Every line from the beginning of the data through the line containing "let subtasks = by_task.remove(&task.id).unwrap_or_default();" should be reproduced exactly, and no further lines should be output.
*** Opening Excerpted records ***
use axum::extract::{Path, State};
use axum::http::StatusCode;
use axum::Json;
use uuid::Uuid;

use crate::app::AppState;
use crate::authz::{parse_id, Access, Authorized, Write};
use crate::errors::{AppError, AppResult};
use crate::models::task::{
    Task, TaskCreateRequest, TaskListQuery, TaskUpdateRequest, TaskWithSubtasks, DEFAULT_TASK_STATUS,
};
use crate::payload::{Filters, Payload};
use crate::response::ApiResponse;
use crate::routes::projects::ensure_project;
use crate::store::tasks::{self, NewTask, TaskChanges};
use crate::store::{members, subtasks};
use crate::utils::{non_blank, nullable_text};

#[utoipa::path(
    get,
    path = "/api/v1/tasks/{project_id}",
    tag = "Tasks",
    params(("project_id" = Uuid, Path, description = "Project id"), TaskListQuery),
    responses(
        (status = 200, description = "Tasks with their subtasks, newest first", body = [TaskWithSubtasks]),
        (status = 403, description = "Not a member")
    )
)]
pub async fn list_tasks(
    State(state): State<AppState>,
    authz: Authorized<Access>,
    Filters(filter): Filters<TaskListQuery>,
) -> AppResult<Json<ApiResponse<Vec<TaskWithSubtasks>>>> {
    let found = tasks::list(&state.pool, authz.project_id, &filter).await?;
    let mut by_task = subtasks::by_task_for_project(&state.pool, authz.project_id).await?;

    let tasks = found
        .into_iter()
        .map(|task| {
            let subtasks = by_task.remove(&task.id).unwrap_or_default();
            TaskWithSubtasks { task, subtasks }
        })
        .collect();

    Ok(ApiResponse::list(tasks))
}

#[utoipa::path(
    post,
    path = "/api/v1/tasks/{project_id}",
    tag = "Tasks",
    params(("project_id" = Uuid, Path, description = "Project id")),
    request_body = TaskCreateRequest,
    responses(
        (status = 201, description = "Task created", body = Task),
        (status = 400, description = "Missing title or assignee outside the project"),
        (status = 403, description = "Write access required"),
        (status = 404, description = "Project not found")
    )
)]
pub async fn create_task(
    State(state): State<AppState>,
    authz: Authorized<Write>,
    Payload(payload): Payload<TaskCreateRequest>,
) -> AppResult<(StatusCode, Json<ApiResponse<Task>>)> {
    let title = non_blank(payload.title.as_deref()).ok_or_else(|| AppError::bad_request("Task title is required"))?;

    ensure_project(&state, authz.project_id).await?;

    if let Some(assignee) = payload.assigned_to {
        if !members::is_member(&state.pool, authz.project_id, assignee).await? {
            return Err(AppError::bad_request("Assigned user must be a member of the project"));
        }
    }

    let new = NewTask {
        project_id: authz.project_id,
        title,
        description: non_blank(payload.description.as_deref()),
        status: non_blank(payload.status.as_deref()).unwrap_or_else(|| DEFAULT_TASK_STATUS.to_string()),
        priority: non_blank(payload.priority.as_deref()),
        is_critical: payload.is_critical.unwrap_or(false),
        assigned_to: payload.assigned_to,
        created_by: authz.user.user_id,
        goal: non_blank(payload.goal.as_deref()),
        expected_outcome: non_blank(payload.expected_outcome.as_deref()),
        definition_of_done: non_blank(payload.definition_of_done.as_deref()),
        due_date: payload.due_date,
    };

    let task = tasks::insert(&state.pool, new).await?;
    Ok(ApiResponse::created(task, "Task created successfully"))
}

#[utoipa::path(
    get,
    path = "/api/v1/tasks/{project_id}/t/{task_id}",
    tag = "Tasks",
    params(
        ("project_id" = Uuid, Path, description = "Project id"),
        ("task_id" = Uuid, Path, description = "Task id")
    ),
    responses(
        (status = 200, description = "Task with its subtasks", body = TaskWithSubtasks),
        (status = 404, description = "Task not found")
    )
)]
pub async fn get_task(
    State(state): State<AppState>,
    authz: Authorized<Access>,
    Path((_project_id, task_id)): Path<(String, String)>,
) -> AppResult<Json<ApiResponse<TaskWithSubtasks>>> {
    let task_id = parse_id(&task_id, "task")?;

    let task = tasks::find(&state.pool, authz.project_id, task_id)
        .await?
        .ok_or_else(|| AppError::not_found("Task not found"))?;
    let subtasks = subtasks::list_for_task(&state.pool, task.id).await?;

    Ok(ApiResponse::ok(TaskWithSubtasks { task, subtasks }))
}

#[utoipa::path(
    put,
    path = "/api/v1/tasks/{project_id}/t/{task_id}",
    tag = "Tasks",
    params(
        ("project_id" = Uuid, Path, description = "Project id"),
        ("task_id" = Uuid, Path, description = "Task id")
    ),
    request_body = TaskUpdateRequest,
    responses(
        (status = 200, description = "Task updated", body = Task),
        (status = 400, description = "No valid fields to update"),
        (status = 403, description = "Write access required"),
        (status = 404, description = "Task not found")
    )
)]
pub async fn update_task(
    State(state): State<AppState>,
    authz: Authorized<Write>,
    Path((_project_id, task_id)): Path<(String, String)>,
    Payload(payload): Payload<TaskUpdateRequest>,
) -> AppResult<Json<ApiResponse<Task>>> {
    let task_id = parse_id(&task_id, "task")?;

    // assigned_to is only checked against membership on creation
    let changes = TaskChanges {
        title: non_blank(payload.title.as_deref()),
        description: nullable_text(payload.description),
        status: non_blank(payload.status.as_deref()),
        priority: nullable_text(payload.priority),
        is_critical: payload.is_critical,
        assigned_to: payload.assigned_to,
        goal: nullable_text(payload.goal),
        expected_outcome: nullable_text(payload.expected_outcome),
        definition_of_done: nullable_text(payload.definition_of_done),
        due_date: payload.due_date,
    };

    if changes.is_empty() {
        return Err(AppError::bad_request("No valid fields to update"));
    }

    let task = tasks::update(&state.pool, authz.project_id, task_id, changes)
        .await?
        .ok_or_else(|| AppError::not_found("Task not found"))?;

    Ok(ApiResponse::ok_with_message(task, "Task updated successfully"))
}

#[utoipa::path(
    delete,
    path = "/api/v1/tasks/{project_id}/t/{task_id}",
    tag = "Tasks",
    params(
        ("project_id" = Uuid, Path, description = "Project id"),
        ("task_id" = Uuid, Path, description = "Task id")
    ),
    responses(
        (status = 200, description = "Task and its subtasks deleted"),
        (status = 403, description = "Write access required"),
        (status = 404, description = "Task not found")
    )
)]
pub async fn delete_task(
    State(state): State<AppState>,
    authz: Authorized<Write>,
    Path((_project_id, task_id)): Path<(String, String)>,
) -> AppResult<Json<ApiResponse<()>>> {
    let task_id = parse_id(&task_id, "task")?;

    if tasks::delete(&state.pool, authz.project_id, task_id).await? == 0 {
        return Err(AppError::not_found("Task not found"));
    }

    Ok(ApiResponse::message("Task deleted successfully"))
}
mod common;

use anyhow::Result;
use axum::http::StatusCode;

use common::TestApp;

#[tokio::test]
async fn health_endpoint_reports_db_ok() -> Result<()> {
    let app = TestApp::spawn().await?;

    let reply = app.request("GET", "/api/v1/healthcheck", None, None).await?;
    assert_eq!(reply.status, StatusCode::OK, "health endpoint did not return 200");
    assert_eq!(reply.body["success"], true);
    assert_eq!(reply.message(), "Server is running");
    assert_eq!(reply.data()["db_ok"], true, "expected db_ok: true, got: {}", reply.body);

    Ok(())
}

#[tokio::test]
async fn unknown_route_gets_the_error_envelope() -> Result<()> {
    let app = TestApp::spawn().await?;

    let reply = app.request("GET", "/api/v1/nowhere", None, None).await?;
    assert_eq!(reply.status, StatusCode::NOT_FOUND);
    assert_eq!(reply.body["success"], false);
    assert_eq!(reply.body["error"], "Not found");
    assert_eq!(reply.message(), "Route GET /api/v1/nowhere not found");

    Ok(())
}

#[tokio::test]
async fn protected_routes_require_a_bearer_token() -> Result<()> {
    let app = TestApp::spawn().await?;

    let reply = app.request("GET", "/api/v1/projects", None, None).await?;
    assert_eq!(reply.status, StatusCode::UNAUTHORIZED);
    assert_eq!(reply.message(), "Missing or invalid authorization header");

    let reply = app.get("/api/v1/projects", "not-a-jwt").await?;
    assert_eq!(reply.status, StatusCode::UNAUTHORIZED);
    assert_eq!(reply.body["error"], "Unauthorized");

    Ok(())
}
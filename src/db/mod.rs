use std::str::FromStr;
use std::time::Duration;

use anyhow::Context;
use sqlx::sqlite::{SqliteConnectOptions, SqlitePoolOptions};
use sqlx::SqlitePool;

pub async fn init() -> anyhow::Result<SqlitePool> {
	let database_url = std::env::var("DATABASE_URL").context("DATABASE_URL not set")?;
	let pool = connect(&database_url).await?;

	sqlx::migrate!()
		.run(&pool)
		.await
		.context("failed to run migrations")?;

	Ok(pool)
}

/// Opens a pool with foreign keys enforced; member and task cascades rely on it.
pub async fn connect(database_url: &str) -> anyhow::Result<SqlitePool> {
	let options = SqliteConnectOptions::from_str(database_url)
		.context("invalid DATABASE_URL")?
		.create_if_missing(true)
		.foreign_keys(true);

	SqlitePoolOptions::new()
		.max_connections(10)
		.min_connections(1)
		.acquire_timeout(Duration::from_secs(10))
		.connect_with(options)
		.await
		.context("failed to connect to database")
}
*** Closing Excerpted records ***
» **Answer area**:
use axum::extract::{Path, State};
use axum::http::StatusCode;
use axum::Json;
use uuid::Uuid;

use crate::app::AppState;
use crate::authz::{parse_id, Access, Authorized, Write};
use crate::errors::{AppError, AppResult};
use crate::models::task::{
    Task, TaskCreateRequest, TaskListQuery, TaskUpdateRequest, TaskWithSubtasks, DEFAULT_TASK_STATUS,
};
use crate::payload::{Filters, Payload};
use crate::response::ApiResponse;
use crate::routes::projects::ensure_project;
use crate::store::tasks::{self, NewTask, TaskChanges};
use crate::store::{members, subtasks};
use crate::utils::{non_blank, nullable_text};

#[utoipa::path(
    get,
    path = "/api/v1/tasks/{project_id}",
    tag = "Tasks",
    params(("project_id" = Uuid, Path, description = "Project id"), TaskListQuery),
    responses(
        (status = 200, description = "Tasks with their subtasks, newest first", body = [TaskWithSubtasks]),
        (status = 403, description = "Not a member")
    )
)]
pub async fn list_tasks(
    State(state): State<AppState>,
    authz: Authorized<Access>,
    Filters(filter): Filters<TaskListQuery>,
) -> AppResult<Json<ApiResponse<Vec<TaskWithSubtasks>>>> {
    let found = tasks::list(&state.pool, authz.project_id, &filter).await?;
    let mut by_task = subtasks::by_task_for_project(&state.pool, authz.project_id).await?;

    let tasks = found
        .into_iter()
        .map(|task| {
            let subtasks = by_task.remove(&task.id).unwrap_or_default();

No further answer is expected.